Judge leaves Fath Mosque case, Rabaa torture trial adjourned to Wednesday
Mohamed al-Beltagy (R) and Safwat Hegazy (L) raising the Rabaa sign during their trial - YOUM7/Maher Iskandar
By THE CAIRO POST

CAIRO: The Cairo Criminal Court Tuesday adjourned the trial of Muslim Brotherhood leaders Mohamed al-Beltagy and Safwat Hegazy to Wednesday over charges of torturing police officers at the Rabaa al-Adaweya sit-in in order to hear testimonies and view video evidence, Youm7 reported.

The court decided at the beginning of Tuesday’s session to transfer Beltagy to the Tora Prison hospital after the court received a report from the medical department of the Prisons Authority stating that Beltagy has a hernia and needs surgery.
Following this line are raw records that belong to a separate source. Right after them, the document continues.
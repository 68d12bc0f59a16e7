//! Handlers for the `/jobs` resource.

use axum::extract::rejection::JsonRejection;
use axum::extract::State;
use axum::response::IntoResponse;
use axum::Json;
use voicematch_core::types::RecordId;
use voicematch_submission::input::parse_traits;
use voicematch_submission::JobInput;

use crate::error::AppResult;
use crate::handlers::form::FormParts;
use crate::response::Submitted;
use crate::state::AppState;

/// POST /api/v1/jobs
///
/// JSON job submission. The script, if any, must already be uploaded via
/// `POST /api/v1/scripts` and referenced by `script_url`.
pub async fn submit_job(
    State(state): State<AppState>,
    payload: Result<Json<JobInput>, JsonRejection>,
) -> AppResult<impl IntoResponse> {
    let Json(input) = payload?;
    let result = state.submissions.submit_job(input).await;
    Ok(Submitted(result))
}

/// Build a [`JobInput`] from invitation form fields.
pub(crate) fn job_input_from_form(actor_id: RecordId, form: &FormParts) -> AppResult<JobInput> {
    Ok(JobInput {
        actor_id,
        project_name: form.text("project_name"),
        category: form.parse("category")?,
        character_traits: form
            .text("character_traits")
            .map(|t| parse_traits(&t))
            .unwrap_or_default(),
        language: form.text("language").unwrap_or_default(),
        accent: form.text("accent").unwrap_or_default(),
        voice_gender: form.parse("voice_gender")?,
        script_url: String::new(),
        estimated_length_minutes: form.parse("estimated_length_minutes")?,
        deadline: form.text("deadline"),
        budget: form.parse("budget")?,
        approval_process: form.text("approval_process").unwrap_or_default(),
    })
}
In the trial’s Monday session, Beltagy’s lawyer demanded the court allow his client to be transferred to Manial Hospital for an operation scheduled for Tuesday at Beltagy’s expense.

The medical report ordered the necessary equipment to be provided to the hospital, and advised Beltagy to wear a cervical collar until the surgery.
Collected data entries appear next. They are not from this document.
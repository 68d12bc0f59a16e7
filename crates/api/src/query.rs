//! Query parameter types for API handlers.

use serde::Deserialize;
use voicematch_core::catalog::Category;
use voicematch_core::error::CoreError;
use voicematch_db::models::actor::ActorFilters;

/// `GET /actors?search=&categories=&min_rating=`.
///
/// `categories` is a comma-separated list of category labels.
#[derive(Debug, Default, Deserialize)]
pub struct ActorSearchParams {
    pub search: Option<String>,
    pub categories: Option<String>,
    pub min_rating: Option<f64>,
}

impl ActorSearchParams {
    /// Convert into store filters. Unknown category labels are rejected.
    pub fn into_filters(self) -> Result<ActorFilters, CoreError> {
        let categories = self
            .categories
            .as_deref()
            .unwrap_or("")
            .split(',')
            .map(str::trim)
            .filter(|c| !c.is_empty())
            .map(str::parse::<Category>)
            .collect::<Result<Vec<_>, _>>()?;

        Ok(ActorFilters {
            search_query: self.search,
            categories,
            min_rating: self.min_rating,
        })
    }
}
The court Tuesday continuing watching video evidence, but a hard drive containing the video had technical problems, and a judge ordered the technician to try and resolve the problem.

In another case, a Cairo Criminal Court judge stepped down from the trial of 494 defendants charged in the Fath Mosque clashes between police and Muslim Brotherhood supporters in August 2013, which resulted in the deaths of 210 people. The judge stepped down citing “unease” according to youm7.
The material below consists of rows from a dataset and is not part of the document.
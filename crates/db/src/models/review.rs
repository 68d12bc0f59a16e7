use serde::{Deserialize, Serialize};
use voicematch_core::types::{RecordId, Timestamp};

/// A row from the `reviews` table. Reviews are read-only here.
#[derive(Debug, Clone, PartialEq, Serialize, Deserialize)]
pub struct Review {
    pub id: RecordId,
    pub actor_id: RecordId,
    pub reviewer_name: String,
    pub rating: f64,
    #[serde(default)]
    pub comment: Option<String>,
    pub created_at: Timestamp,
}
Three-hundred and ninety defendants attended the trial session with more than 100 lawyers, in addition to a delegation from the EU. Journalists were prevented from attending the court session with laptops, and family members of the defendants were prevented from entering altogether.

Attorney General Hisham Barakat previously referred all 494 defendants in the case to criminal court on accusations of rioting, murder, attacking security and police, possession of unlicensed weapons and bombs, blocking roads and burning public property. With the judge’s departure, the case will now be given to an appeals court before a new judge is chosen.